YOUR GOAL:
Nothing but the lines from the start of the entries through the line containing "so differently cased" should appear in the answer, each given exactly.

:: DATASET EXCERPTS ::

use std::borrow::Cow;

use lazy_static::lazy_static;
use regex::{Captures, Regex, RegexBuilder};

use crate::config::{HighlightConfig, DEFAULT_HIGHLIGHT_CLASS};

lazy_static! {
    static ref DEFAULT_HIGHLIGHTER: Highlighter = Highlighter::new(DEFAULT_HIGHLIGHT_CLASS);
}

/// Wraps each space-prefixed occurrence of a highlight word in a styled span.
///
/// Returns the source untouched when `highlights` is empty, and `None` when
/// there is something to highlight but the source is empty.
///
/// Every match is wrapped with its own text, so differently cased
/// occurrences keep their casing. The original web client reused the first
/// match's text for all of them; this differs on purpose.
pub fn highlight<S: AsRef<str>>(source: &str, highlights: &[S]) -> Option<String> {
    DEFAULT_HIGHLIGHTER.highlight(source, highlights)
}

#[derive(Debug, Clone)]
pub struct Highlighter {
    class: String,
}

impl Highlighter {
    pub fn new(class: impl Into<String>) -> Self {
        Self {
            class: class.into(),
        }
    }

    pub fn from_config(config: &HighlightConfig) -> Self {
        Self::new(config.class.clone())
    }

    pub fn class(&self) -> &str {
        &self.class
    }

    pub fn highlight<S: AsRef<str>>(&self, source: &str, highlights: &[S]) -> Option<String> {
        if highlights.is_empty() {
            return Some(source.to_string());
        }
        if source.is_empty() {
            return None;
        }

        // Each word scans the output of the previous one, so overlapping
        // words can wrap text that is already wrapped.
        let mut output = source.to_string();
        for word in highlights {
            let word = word.as_ref();
            let regex = match word_matcher(word) {
                Ok(regex) => regex,
                Err(e) => {
                    log::warn!("Skipping highlight word {:?}: {}", word, e);
                    continue;
                }
            };

            let replaced = match regex.replace_all(&output, |caps: &Captures| {
                format!("&nbsp;<span class=\"{}\">{}</span>", self.class, &caps[0])
            }) {
                Cow::Borrowed(_) => continue,
                Cow::Owned(replaced) => replaced,
            };
            output = replaced;
        }

        Some(output)
    }
}

impl Default for Highlighter {
    fn default() -> Self {
        Self::new(DEFAULT_HIGHLIGHT_CLASS)
    }
}

fn word_matcher(word: &str) -> Result<Regex, regex::Error> {
    RegexBuilder::new(&format!(" {}", regex::escape(word)))
        .case_insensitive(true)
        .build()
}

:::

OUTPUT:
use std::borrow::Cow;

use lazy_static::lazy_static;
use regex::{Captures, Regex, RegexBuilder};

use crate::config::{HighlightConfig, DEFAULT_HIGHLIGHT_CLASS};

lazy_static! {
    static ref DEFAULT_HIGHLIGHTER: Highlighter = Highlighter::new(DEFAULT_HIGHLIGHT_CLASS);
}

/// Wraps each space-prefixed occurrence of a highlight word in a styled span.
///
/// Returns the source untouched when `highlights` is empty, and `None` when
/// there is something to highlight but the source is empty.
///
/// Every match is wrapped with its own text, so differently cased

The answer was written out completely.